Save the last M’ganda for me...
Complete with humming calabashes, waving handkerchiefs, stamping feet and climactic caterwauling, the dance is an expression of community identity and a form of communication left over from a time before newspapers and media.
M’ganda is unfortunately no longer as popular as it once was amongst the Nyanja people and perhaps even, in danger of dying out but hopefully events like this, along with invited appearances at Nkwichi Lodge, will rekindle the tradition and ensure it thrives in the future.
Theories of squeaky sands...
Sitting under the star-strewn sky around a crackling Nkwichi fire, one topic which constantly crops up with guests is ‘why Nkwichi has the softest sand on the lakeshore?’ As part of the awe-inspiring Rift Valley and with such a rich geographical history complete with a myriad of mineral deposits, it’s little wonder that theories have abounded as plentiful as the ice-cold G&Ts which often help fuel them.
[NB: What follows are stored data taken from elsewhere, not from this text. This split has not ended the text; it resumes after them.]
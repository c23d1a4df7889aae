//! # Fleet translation
//!
//! This module provide the fleet capacity configuration as declared by the
//! operator and its translation into the api configuration union.

use schemars::JsonSchema;
use serde::{Deserialize, Serialize};

use crate::svc::{
    deadline::model::{
        AcceleratorCapabilities, AcceleratorCountRange, AcceleratorSelection, AutoScalingMode,
        CpuArchitectureType, CustomerManagedFleetConfiguration, Ec2EbsVolume, Ec2MarketType,
        FleetConfiguration as ApiFleetConfiguration, MemoryMiBRange,
        ServiceManagedEc2FleetConfiguration, ServiceManagedEc2InstanceCapabilities,
        ServiceManagedEc2InstanceMarketOptions, ServiceManagedFleetOperatingSystemFamily,
        VCpuCountRange,
    },
    translate::Error,
};

// -----------------------------------------------------------------------------
// Constants

pub const MODE_CUSTOMER_MANAGED: &str = "customer_managed";
pub const MODE_SERVICE_MANAGED: &str = "service_managed";

const CONTEXT: &str = "service managed fleet configuration";

// -----------------------------------------------------------------------------
// Declared blocks

#[derive(JsonSchema, Serialize, Deserialize, PartialEq, Eq, Clone, Debug, Default)]
pub struct RangeBlock {
    #[serde(rename = "min", default, skip_serializing_if = "Option::is_none")]
    pub min: Option<i32>,
    #[serde(rename = "max", default, skip_serializing_if = "Option::is_none")]
    pub max: Option<i32>,
}

#[derive(JsonSchema, Serialize, Deserialize, PartialEq, Eq, Clone, Debug)]
pub struct AcceleratorSelectionBlock {
    #[serde(rename = "name")]
    pub name: String,
    #[serde(rename = "runtime", default, skip_serializing_if = "Option::is_none")]
    pub runtime: Option<String>,
}

#[derive(JsonSchema, Serialize, Deserialize, PartialEq, Eq, Clone, Debug, Default)]
pub struct AcceleratorCapabilitiesBlock {
    #[serde(rename = "selections", default)]
    pub selections: Vec<AcceleratorSelectionBlock>,
    #[serde(rename = "count", default, skip_serializing_if = "Option::is_none")]
    pub count: Option<RangeBlock>,
}

#[derive(JsonSchema, Serialize, Deserialize, PartialEq, Eq, Clone, Debug, Default)]
pub struct RootEbsVolumeBlock {
    #[serde(rename = "iops", default, skip_serializing_if = "Option::is_none")]
    pub iops: Option<i32>,
    #[serde(rename = "size", default, skip_serializing_if = "Option::is_none")]
    pub size: Option<i32>,
    #[serde(rename = "throughput", default, skip_serializing_if = "Option::is_none")]
    pub throughput: Option<i32>,
}

#[derive(JsonSchema, Serialize, Deserialize, PartialEq, Eq, Clone, Debug, Default)]
pub struct InstanceCapabilitiesBlock {
    #[serde(rename = "cpu_architecture", default, skip_serializing_if = "Option::is_none")]
    pub cpu_architecture: Option<String>,
    #[serde(rename = "min_cpu_count", default, skip_serializing_if = "Option::is_none")]
    pub min_cpu_count: Option<i32>,
    #[serde(rename = "max_cpu_count", default, skip_serializing_if = "Option::is_none")]
    pub max_cpu_count: Option<i32>,
    #[serde(rename = "memory_mib_range", default, skip_serializing_if = "Option::is_none")]
    pub memory_mib_range: Option<RangeBlock>,
    #[serde(rename = "os_family", default, skip_serializing_if = "Option::is_none")]
    pub os_family: Option<String>,
    #[serde(
        rename = "allowed_instance_types",
        default,
        skip_serializing_if = "Option::is_none"
    )]
    pub allowed_instance_types: Option<Vec<String>>,
    #[serde(
        rename = "exclude_instance_types",
        default,
        skip_serializing_if = "Option::is_none"
    )]
    pub exclude_instance_types: Option<Vec<String>>,
    #[serde(
        rename = "accelerator_capabilities",
        default,
        skip_serializing_if = "Option::is_none"
    )]
    pub accelerator_capabilities: Option<AcceleratorCapabilitiesBlock>,
    #[serde(rename = "root_ebs_volume", default, skip_serializing_if = "Option::is_none")]
    pub root_ebs_volume: Option<RootEbsVolumeBlock>,
}

/// the configuration block as written by the operator, a `mode` selector
/// plus the fields of every mode
#[derive(JsonSchema, Serialize, Deserialize, PartialEq, Eq, Clone, Debug, Default)]
pub struct ConfigurationBlock {
    #[serde(rename = "mode", default, skip_serializing_if = "Option::is_none")]
    pub mode: Option<String>,
    #[serde(rename = "ec2_market_type", default, skip_serializing_if = "Option::is_none")]
    pub ec2_market_type: Option<String>,
    #[serde(
        rename = "ec2_instance_capabilities",
        default,
        skip_serializing_if = "Option::is_none"
    )]
    pub ec2_instance_capabilities: Option<InstanceCapabilitiesBlock>,
}

// -----------------------------------------------------------------------------
// FleetConfiguration enum

/// the declared configuration once the mode selector has been resolved, the
/// fields of the unselected mode are gone
#[derive(Serialize, Deserialize, PartialEq, Eq, Clone, Debug)]
#[serde(from = "ConfigurationBlock", into = "ConfigurationBlock")]
pub enum FleetConfiguration {
    ServiceManaged {
        market_type: Option<String>,
        capabilities: Option<InstanceCapabilitiesBlock>,
    },
    CustomerManaged,
}

impl From<ConfigurationBlock> for FleetConfiguration {
    fn from(block: ConfigurationBlock) -> Self {
        match block.mode.as_deref() {
            Some("customer_managed") | Some("customer-managed") => Self::CustomerManaged,
            _ => Self::ServiceManaged {
                market_type: block.ec2_market_type,
                capabilities: block.ec2_instance_capabilities,
            },
        }
    }
}

impl From<FleetConfiguration> for ConfigurationBlock {
    fn from(configuration: FleetConfiguration) -> Self {
        match configuration {
            FleetConfiguration::CustomerManaged => Self {
                mode: Some(MODE_CUSTOMER_MANAGED.to_string()),
                ..Default::default()
            },
            FleetConfiguration::ServiceManaged {
                market_type,
                capabilities,
            } => Self {
                mode: Some(MODE_SERVICE_MANAGED.to_string()),
                ec2_market_type: market_type,
                ec2_instance_capabilities: capabilities,
            },
        }
    }
}

// -----------------------------------------------------------------------------
// Resolve functions

/// `arm64` selects the arm variant, every other value including typos
/// selects x86_64
pub fn resolve_cpu_architecture(value: Option<&str>) -> CpuArchitectureType {
    match value {
        Some("arm64") => CpuArchitectureType::Arm64,
        _ => CpuArchitectureType::X86_64,
    }
}

/// `linux` selects linux, `windows` and any other value select windows
pub fn resolve_os_family(value: Option<&str>) -> ServiceManagedFleetOperatingSystemFamily {
    match value {
        Some("linux") => ServiceManagedFleetOperatingSystemFamily::Linux,
        _ => ServiceManagedFleetOperatingSystemFamily::Windows,
    }
}

/// `spot` selects spot instances, any other value selects on-demand
pub fn resolve_market_type(value: Option<&str>) -> Ec2MarketType {
    match value {
        Some("spot") => Ec2MarketType::Spot,
        _ => Ec2MarketType::OnDemand,
    }
}

// -----------------------------------------------------------------------------
// Translation

#[cfg_attr(feature = "trace", tracing::instrument)]
pub fn translate(
    configuration: Option<&FleetConfiguration>,
) -> Result<ApiFleetConfiguration, Error> {
    match configuration.ok_or(Error::MissingConfiguration)? {
        FleetConfiguration::CustomerManaged => Ok(ApiFleetConfiguration::CustomerManaged(
            CustomerManagedFleetConfiguration {
                mode: AutoScalingMode::EventBasedAutoScaling,
            },
        )),
        FleetConfiguration::ServiceManaged {
            market_type,
            capabilities,
        } => {
            let capabilities = capabilities
                .as_ref()
                .ok_or_else(|| Error::missing("ec2_instance_capabilities", CONTEXT))?;

            Ok(ApiFleetConfiguration::ServiceManagedEc2(
                ServiceManagedEc2FleetConfiguration {
                    instance_capabilities: instance_capabilities(capabilities)?,
                    instance_market_options: ServiceManagedEc2InstanceMarketOptions {
                        kind: resolve_market_type(market_type.as_deref()),
                    },
                },
            ))
        }
    }
}

fn instance_capabilities(
    block: &InstanceCapabilitiesBlock,
) -> Result<ServiceManagedEc2InstanceCapabilities, Error> {
    let vcpu_count = VCpuCountRange {
        min: block
            .min_cpu_count
            .ok_or_else(|| Error::missing("min_cpu_count", CONTEXT))?,
        max: block.max_cpu_count,
    };

    let memory = block
        .memory_mib_range
        .as_ref()
        .ok_or_else(|| Error::missing("memory_mib_range", CONTEXT))?;

    let memory_mib = MemoryMiBRange {
        min: memory
            .min
            .ok_or_else(|| Error::missing("memory_mib_range.min", CONTEXT))?,
        max: memory.max,
    };

    let accelerator_capabilities = match &block.accelerator_capabilities {
        None => None,
        Some(accelerators) => Some(AcceleratorCapabilities {
            selections: accelerators
                .selections
                .iter()
                .map(|selection| AcceleratorSelection {
                    name: selection.name.to_owned(),
                    runtime: selection.runtime.to_owned(),
                })
                .collect(),
            count: match &accelerators.count {
                None => None,
                Some(count) => Some(AcceleratorCountRange {
                    min: count.min.ok_or_else(|| {
                        Error::missing("accelerator_capabilities.count.min", CONTEXT)
                    })?,
                    max: count.max,
                }),
            },
        }),
    };

    let root_ebs_volume = block.root_ebs_volume.as_ref().map(|volume| Ec2EbsVolume {
        iops: volume.iops,
        size_gib: volume.size,
        throughput_mib: volume.throughput,
    });

    Ok(ServiceManagedEc2InstanceCapabilities {
        cpu_architecture_type: resolve_cpu_architecture(block.cpu_architecture.as_deref()),
        os_family: resolve_os_family(block.os_family.as_deref()),
        vcpu_count,
        memory_mib,
        allowed_instance_types: block.allowed_instance_types.to_owned(),
        excluded_instance_types: block.exclude_instance_types.to_owned(),
        accelerator_capabilities,
        root_ebs_volume,
    })
}
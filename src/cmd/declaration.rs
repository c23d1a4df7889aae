//! # Declaration module
//!
//! This module provides the command line interface validating a file of
//! resource declarations and printing what would be sent to the api, without
//! any remote call

use std::{io, path::PathBuf, sync::Arc};

use async_trait::async_trait;
use clap::Subcommand;
use tracing::{debug, info};

use crate::{
    cmd::Executor,
    svc::{
        cfg::Configuration,
        engine::{self, Preview},
        resource::DeclaredResource,
    },
};

// -----------------------------------------------------------------------------
// Error enum

#[derive(thiserror::Error, Debug)]
pub enum Error {
    #[error("failed to read declarations from '{0:?}', {1}")]
    Read(PathBuf, io::Error),
    #[error("failed to parse declarations from '{0:?}', {1}")]
    Parse(PathBuf, serde_yaml::Error),
    #[error("failed to translate declaration at position {0}, {1}")]
    Translate(usize, engine::Error),
    #[error("failed to serialize translated requests, {0}")]
    Serialize(serde_yaml::Error),
}

// -----------------------------------------------------------------------------
// Declaration enum

#[derive(Subcommand, Clone, Debug)]
pub enum Declaration {
    /// Translate declarations into the requests sent to create them
    #[clap(name = "translate", aliases = &["t"])]
    Translate {
        #[clap(name = "file")]
        file: PathBuf,
    },
}

#[async_trait]
impl Executor for Declaration {
    type Error = Error;

    #[cfg_attr(feature = "trace", tracing::instrument(skip(config)))]
    async fn execute(&self, config: Arc<Configuration>) -> Result<(), Self::Error> {
        match self {
            Self::Translate { file } => translate(config, file).await,
        }
    }
}

// -----------------------------------------------------------------------------
// helpers

/// parses a yaml list of declarations
pub fn parse(path: &PathBuf, content: &str) -> Result<Vec<DeclaredResource>, Error> {
    serde_yaml::from_str(content).map_err(|err| Error::Parse(path.to_owned(), err))
}

/// returns the preview of every declaration, stops at the first invalid one
pub fn previews(declarations: &[DeclaredResource]) -> Result<Vec<Preview>, Error> {
    declarations
        .iter()
        .enumerate()
        .map(|(idx, declared)| {
            debug!(kind = %declared.kind(), position = idx, "Translate declaration");
            engine::preview(declared).map_err(|err| Error::Translate(idx, err))
        })
        .collect()
}

// -----------------------------------------------------------------------------
// translate function

#[cfg_attr(feature = "trace", tracing::instrument(skip(_config)))]
pub async fn translate(_config: Arc<Configuration>, file: &PathBuf) -> Result<(), Error> {
    let content = tokio::fs::read_to_string(file)
        .await
        .map_err(|err| Error::Read(file.to_owned(), err))?;

    let declarations = parse(file, &content)?;
    let previews = previews(&declarations)?;

    info!(count = previews.len(), "Translated declarations");
    print!(
        "{}",
        serde_yaml::to_string(&previews).map_err(Error::Serialize)?
    );

    Ok(())
}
Originally called ‘Mchenga Nkwichi’ (meaning ‘Squeaking Sands’) by local fishermen because of the noise it makes under the feet while walking, the Nkwichi beach is truly inimitable to any beach found on Lake Malawi, in Africa and possibly even the world. Indeed, one guest was so surprised by the uniqueness of the sand (compared to the coarser sand on Nkwichi’s other 7 private beaches), that they claimed it must have been shipped in from abroad…
One theory is that the two rivers that break the beach in the rainy season bring with them thousands of tiny white quartzite stones which have eroded over the ages to become the fine, white sand enjoyed by guests today. A second is that it is the beach has a unique angle with the prevailing ‘Mwera’ wind, causing enough turbulence to grind sediment into the tiny granules. A third theory, by geological expert David West, who recently spent his holiday here at Nkwichi, is that the natural rocky outcrops forming the Nkwichi landscape are the cause, acting as a barrier to the migrating sands moving north along the lakeshore.
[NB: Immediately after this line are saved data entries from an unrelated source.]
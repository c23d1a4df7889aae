//! # Logging module
//!
//! This module provides logging facilities and helpers. Events are written on
//! the standard error, the standard output is kept for command results.

use tracing::Level;

// -----------------------------------------------------------------------------
// Error enumeration

#[derive(thiserror::Error, Debug)]
pub enum Error {
    #[error("failed to set global default subscriber, {0}")]
    GlobalDefaultSubscriber(tracing::subscriber::SetGlobalDefaultError),
}

// -----------------------------------------------------------------------------
// helpers

pub const fn level(verbosity: u8) -> Level {
    match verbosity {
        0 => Level::ERROR,
        1 => Level::WARN,
        2 => Level::INFO,
        3 => Level::DEBUG,
        _ => Level::TRACE,
    }
}

pub fn initialize(verbosity: u8) -> Result<(), Error> {
    tracing::subscriber::set_global_default(
        tracing_subscriber::fmt()
            .with_max_level(level(verbosity))
            .with_writer(std::io::stderr)
            .with_thread_names(true)
            .with_line_number(true)
            .with_thread_ids(true)
            .with_target(true)
            .finish(),
    )
    .map_err(Error::GlobalDefaultSubscriber)
}
impl Engine {
    pub fn new(ctx: Context) -> Self {
        Self::from(ctx)
    }

    pub fn dry_run(&self) -> bool {
        self.ctx.config.reconciler.dry_run
    }

    pub async fn create(&self, declared: &DeclaredResource) -> Result<ObservedResource, Error> {
        on_declared!(declared, spec, R => {
            let observed = observe(R::KIND, Operation::Create, R::create(self.ctx.to_owned(), spec)).await?;
            info!(kind = %R::KIND, id = R::id(&observed), "Created resource");
            Ok(ObservedResource::from(observed))
        })
    }

    pub async fn read(&self, observed: &ObservedResource) -> Result<ObservedResource, Error> {
        on_observed!(observed, current, R => {
            observe(R::KIND, Operation::Read, R::read(self.ctx.to_owned(), current))
                .await
                .map(ObservedResource::from)
        })
    }

    pub async fn update(
        &self,
        declared: &DeclaredResource,
        observed: &ObservedResource,
    ) -> Result<ObservedResource, Error> {
        on_pair!(declared, observed, spec, current, R => {
            let modified = observe(R::KIND, Operation::Update, R::update(self.ctx.to_owned(), spec, current)).await?;
            info!(kind = %R::KIND, id = R::id(&modified), "Updated resource");
            Ok(ObservedResource::from(modified))
        })
    }

    pub async fn delete(&self, observed: &ObservedResource) -> Result<(), Error> {
        on_observed!(observed, current, R => {
            observe(R::KIND, Operation::Delete, R::delete(self.ctx.to_owned(), current)).await?;
            info!(kind = %R::KIND, id = R::id(current), "Deleted resource");
            Ok(())
        })
    }

    pub async fn import(&self, kind: Kind, id: &str) -> Result<ObservedResource, Error> {
        on_kind!(kind, R => {
            observe(R::KIND, Operation::Import, R::import(self.ctx.to_owned(), id))
                .await
                .map(ObservedResource::from)
        })
    }

    pub fn plan(
        &self,
        declared: &DeclaredResource,
        observed: &ObservedResource,
    ) -> Result<Plan, Error> {
        plan(declared, observed)
    }

    // -------------------------------------------------------------------------
    // Instance transitions

    pub async fn create_instance(
        &self,
        declared: &DeclaredResource,
        instance: &mut Instance,
    ) -> Result<(), Error> {
        let prior = instance.begin(Operation::Create, declared.kind())?;

        match self.create(declared).await {
            Ok(observed) => {
                instance.settle(Some(observed));
                Ok(())
            }
            Err(err) => {
                instance.abort(prior);
                Err(err)
            }
        }
    }

    pub async fn update_instance(
        &self,
        declared: &DeclaredResource,
        instance: &mut Instance,
    ) -> Result<(), Error> {
        let prior = instance.begin(Operation::Update, declared.kind())?;
        let result = match instance.observed() {
            Some(observed) => self.update(declared, observed).await,
            None => Err(Error::InvalidPhase {
                operation: Operation::Update,
                kind: declared.kind(),
                phase: Phase::Absent,
            }),
        };

        match result {
            Ok(observed) => {
                instance.settle(Some(observed));
                Ok(())
            }
            Err(err) => {
                instance.abort(prior);
                Err(err)
            }
        }
    }

    pub async fn delete_instance(&self, kind: Kind, instance: &mut Instance) -> Result<(), Error> {
        let prior = instance.begin(Operation::Delete, kind)?;
        let result = match instance.observed() {
            Some(observed) => self.delete(observed).await,
            None => Err(Error::InvalidPhase {
                operation: Operation::Delete,
                kind,
                phase: Phase::Absent,
            }),
        };

        match result {
            Ok(()) => {
                instance.settle(None);
                Ok(())
            }
            Err(err) => {
                instance.abort(prior);
                Err(err)
            }
        }
    }

    // -------------------------------------------------------------------------
    // Reconciliation

    /// performs one reconciliation pass for one resource instance, a missing
    /// declaration means the resource should not exist anymore
    pub async fn reconcile(
        &self,
        declared: Option<&DeclaredResource>,
        instance: &mut Instance,
    ) -> Result<Outcome, Error> {
        let kind = match (declared, instance.observed()) {
            (Some(declared), _) => declared.kind(),
            (None, Some(observed)) => observed.kind(),
            (None, None) => return Ok(Outcome::Absent),
        };

        let span = info_span!("reconcile", kind = %kind);
        let outcome = self.reconcile_instance(kind, declared, instance).instrument(span).await?;

        info!(kind = %kind, outcome = %outcome, "Reconciled resource");

        #[cfg(feature = "metrics")]
        RECONCILIATION_EVENT
            .with_label_values(&[&kind.to_string(), &outcome.to_string()])
            .inc();

        Ok(outcome)
    }

    async fn reconcile_instance(
        &self,
        kind: Kind,
        declared: Option<&DeclaredResource>,
        instance: &mut Instance,
    ) -> Result<Outcome, Error> {
        let declared = match (declared, instance.phase()) {
            (_, phase @ (Phase::Creating | Phase::Updating | Phase::Deleting)) => {
                return Err(Error::InvalidPhase {
                    operation: Operation::Read,
                    kind,
                    phase,
                })
            }
            (None, Phase::Absent) => return Ok(Outcome::Absent),
            (None, Phase::Present) => {
                if self.dry_run() {
                    return Ok(Outcome::Pending(Action::Delete));
                }

                self.delete_instance(kind, instance).await?;
                return Ok(Outcome::Deleted);
            }
            (Some(declared), Phase::Absent) => {
                if self.dry_run() {
                    return Ok(Outcome::Pending(Action::Create));
                }

                self.create_instance(declared, instance).await?;
                return Ok(Outcome::Created);
            }
            (Some(declared), Phase::Present) => declared,
        };

        // ---------------------------------------------------------------------
        // Step 1: refresh the observed record

        let observed = match instance.observed() {
            Some(observed) => observed.to_owned(),
            None => {
                return Err(Error::InvalidPhase {
                    operation: Operation::Read,
                    kind,
                    phase: instance.phase(),
                })
            }
        };

        if observed.kind() != declared.kind() {
            return Err(Error::KindMismatch {
                declared: declared.kind(),
                observed: observed.kind(),
            });
        }

        match self.read(&observed).await {
            Ok(observed) => instance.refresh(observed),
            Err(err) if err.is_not_found() => {
                info!(kind = %kind, "Remote resource vanished, forget observed record");
                instance.forget();

                if self.dry_run() {
                    return Ok(Outcome::Pending(Action::Create));
                }

                self.create_instance(declared, instance).await?;
                return Ok(Outcome::Recreated);
            }
            Err(err) => return Err(err),
        }

        // ---------------------------------------------------------------------
        // Step 2: compute and apply the plan

        let plan = match instance.observed() {
            Some(observed) => self.plan(declared, observed)?,
            None => Plan::NoOp,
        };

        debug!(kind = %kind, plan = ?plan, "Computed plan for resource");
        match plan {
            Plan::NoOp => Ok(Outcome::Unchanged),
            Plan::Update { fields } => {
                if self.dry_run() {
                    return Ok(Outcome::Pending(Action::Update));
                }

                self.update_instance(declared, instance).await?;
                Ok(Outcome::Updated { fields })
            }
            Plan::Replace { fields } => {
                if self.dry_run() {
                    return Ok(Outcome::Pending(Action::Replace));
                }

                info!(kind = %kind, fields = ?fields, "Replace resource");
                self.delete_instance(kind, instance).await?;
                self.create_instance(declared, instance).await?;
                Ok(Outcome::Replaced { fields })
            }
        }
    }
}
Although a definitive answer has yet to be found, and is probably a combination of the above factors, one thing is sure; Nkwichi’s onomatopoeic phenomenon will continue to serenade and astonish guests for many years to come.
Chissindo Scores a Goal! (A pair in fact)
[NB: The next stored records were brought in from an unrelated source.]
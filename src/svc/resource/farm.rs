//! # Farm resource
//!
//! This module provide the farm reconciler. A farm is the root of every
//! other resource of the topology.

use std::sync::Arc;

use async_trait::async_trait;
use schemars::JsonSchema;
use serde::{Deserialize, Serialize};
use serde_json::Value;
use tracing::debug;

use crate::svc::{
    deadline::model::{CreateFarmRequest, Farm, UpdateFarmRequest},
    engine::{self, Context, Error, Kind, Operation},
};

// -----------------------------------------------------------------------------
// Spec structure

#[derive(JsonSchema, Serialize, Deserialize, PartialEq, Eq, Clone, Debug)]
pub struct Spec {
    #[serde(rename = "display_name")]
    pub display_name: String,
    #[serde(rename = "description", default, skip_serializing_if = "Option::is_none")]
    pub description: Option<String>,
}

#[allow(clippy::from_over_into)]
impl Into<CreateFarmRequest> for &Spec {
    fn into(self) -> CreateFarmRequest {
        CreateFarmRequest {
            display_name: self.display_name.to_owned(),
            description: self.description.to_owned(),
        }
    }
}

// -----------------------------------------------------------------------------
// Observed structure

#[derive(Serialize, Deserialize, PartialEq, Eq, Clone, Debug)]
pub struct Observed {
    #[serde(rename = "id")]
    pub id: String,
    #[serde(rename = "display_name")]
    pub display_name: String,
    #[serde(rename = "description", default, skip_serializing_if = "Option::is_none")]
    pub description: Option<String>,
}

impl From<Farm> for Observed {
    fn from(farm: Farm) -> Self {
        Self {
            id: farm.farm_id,
            display_name: farm.display_name,
            description: farm.description,
        }
    }
}

// -----------------------------------------------------------------------------
// Reconciler structure

#[derive(Clone, Default, Debug)]
pub struct Reconciler {}

#[async_trait]
impl engine::Reconciler for Reconciler {
    type Declared = Spec;
    type Observed = Observed;

    const KIND: Kind = Kind::Farm;

    fn id(observed: &Observed) -> String {
        observed.id.to_owned()
    }

    fn preview(declared: &Spec) -> Result<Value, Error> {
        let request: CreateFarmRequest = declared.into();
        serde_json::to_value(request).map_err(|err| Error::diff(Self::KIND, err))
    }

    async fn create(ctx: Arc<Context>, declared: &Spec) -> Result<Observed, Error> {
        let request: CreateFarmRequest = declared.into();

        debug!(kind = %Self::KIND, display_name = &declared.display_name, "Create farm");
        let response = ctx
            .client
            .create_farm(&request)
            .await
            .map_err(|err| Error::remote(Operation::Create, Self::KIND, "", err))?;

        if response.farm_id.is_empty() {
            return Err(Error::empty_identifier(Self::KIND));
        }

        Ok(Observed {
            id: response.farm_id,
            display_name: request.display_name,
            description: request.description,
        })
    }

    async fn read(ctx: Arc<Context>, observed: &Observed) -> Result<Observed, Error> {
        ctx.client
            .get_farm(&observed.id)
            .await
            .map(Observed::from)
            .map_err(|err| Error::remote(Operation::Read, Self::KIND, &observed.id, err))
    }

    async fn update(ctx: Arc<Context>, declared: &Spec, observed: &Observed) -> Result<Observed, Error> {
        let request = UpdateFarmRequest {
            farm_id: observed.id.to_owned(),
            display_name: Some(declared.display_name.to_owned()),
            description: declared.description.to_owned(),
        };

        ctx.client
            .update_farm(&request)
            .await
            .map_err(|err| Error::remote(Operation::Update, Self::KIND, &observed.id, err))?;

        Ok(Observed {
            id: observed.id.to_owned(),
            display_name: declared.display_name.to_owned(),
            description: declared
                .description
                .to_owned()
                .or_else(|| observed.description.to_owned()),
        })
    }

    async fn delete(ctx: Arc<Context>, observed: &Observed) -> Result<(), Error> {
        ctx.client
            .delete_farm(&observed.id)
            .await
            .map_err(|err| Error::remote(Operation::Delete, Self::KIND, &observed.id, err))
    }

    async fn import(ctx: Arc<Context>, id: &str) -> Result<Observed, Error> {
        ctx.client
            .get_farm(id)
            .await
            .map(Observed::from)
            .map_err(|err| Error::remote(Operation::Import, Self::KIND, id, err))
    }
}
The furthest and most remote village in the Manda Wilderness Community Conservation Area, Chissindo, received some very welcome visitors in August this year when a group of guests accompanied Maaike, of the Manda Wilderness Community Trust, to see some of the Trust’s community projects.
Set up in luxury camping complete with showers and toilets, the guests were keen to see the construction of the village’s first school, and perhaps a sight of the elephants and other game which are in the area.
After braving blazing bushfires en-route, the visit was made even more of an occasion when a pair of football goals was handed over to the community leaders as a donation by Patrick Munroe, who funded and helped organise the very first Manda Wilderness Football League in 2006. The league has since grown in popularity in the area, and now has an organising committee, trained referees and new teams from the area joining, making a total of 16 teams. Chissindo is unfortunately too far away to participate in the league (3 days walk from Nkwichi), but this new addition to their football field will be sure to kick-start more home-grown talent for the Manda Wilderness Area. Gooooooooal Chissindo!
You say tomato….
In what looks like preparations for one of the world’s most famous food-fights, Nkwichi is not preparing for ‘La Tomatina’ but instead is staging its own battle to think of as many uses for the deluge of tomatoes which descend upon the lodge each September. From sun-dried and roasted garlic focaccia to the startlingly succulent Bloody Marys enjoyed at sunset drinks, Nkwichi’s local chefs are constantly concocting fresh recipes to fulfil your inner wolf (lycopersicon lycopersicumis the latin name for the common tomato and actually means ‘wolf-peach’).
Much of the ingredients for recipes at Nkwichi are provided by the local villages, and with the help of the Manda Wilderness Agricultural Project, this produce has diversified so the lodge even receives salad leaves and herbs on a regular basis.
With this produce coming from villages as far as 6 hours walk, Nkwichi buys all that arrives, contributing over $10,000 into the local area each year.
Oh! Happy Day in Cobue
The old, ruined church in Cobue, pock-marked with bullet-holes and roofless after the Civil War, was recently once again the site for the 2nd Manda Wilderness Choir Festival. 16 village choirs from an area larger than greater London, came together in a tonsil-tingling contest to decide on the best in Manda Wilderness.
This year’s event proved even more popular than the last, with over 3000 vociferous supporters in attendance. The clamouring crowds were also treated to a performance by local Malawian legend Joe NKhoma and the Shepherd Band with guest star Bon Kavalasanza, who braved the 12 hour journey from Lilongwe to attend and judge the unique gospel event. They were so enamoured by the support they received and the talent of the singers that they offered the winning choir of Mataka village the chance to record a CD in their studio.
Over 30 guests from Nkwichi also experienced the event resplendent with candles and lanterns and a feast of local delicacy of roasted-goat under the stars. Continuing on until the wee, small hours of the morning, the festival continues to be one of the highlights of the year at Nkwichi.
Nkwichi received a score of 90%on a recent evaluation by ‘Green Safari Africa’, one of only 3 other lodges on the sub-continent to achieve this.
Recent sightings of Pel’s Fishing Owl and the Palm-Nut Vulture near the Nkwichi beach delighted 2 recent guests from Holland.
Renovation of the roofless Cobue Church has just been started by the Catholic diocese, mirroring reconstruction efforts elsewhere in the country since the end of the civil war.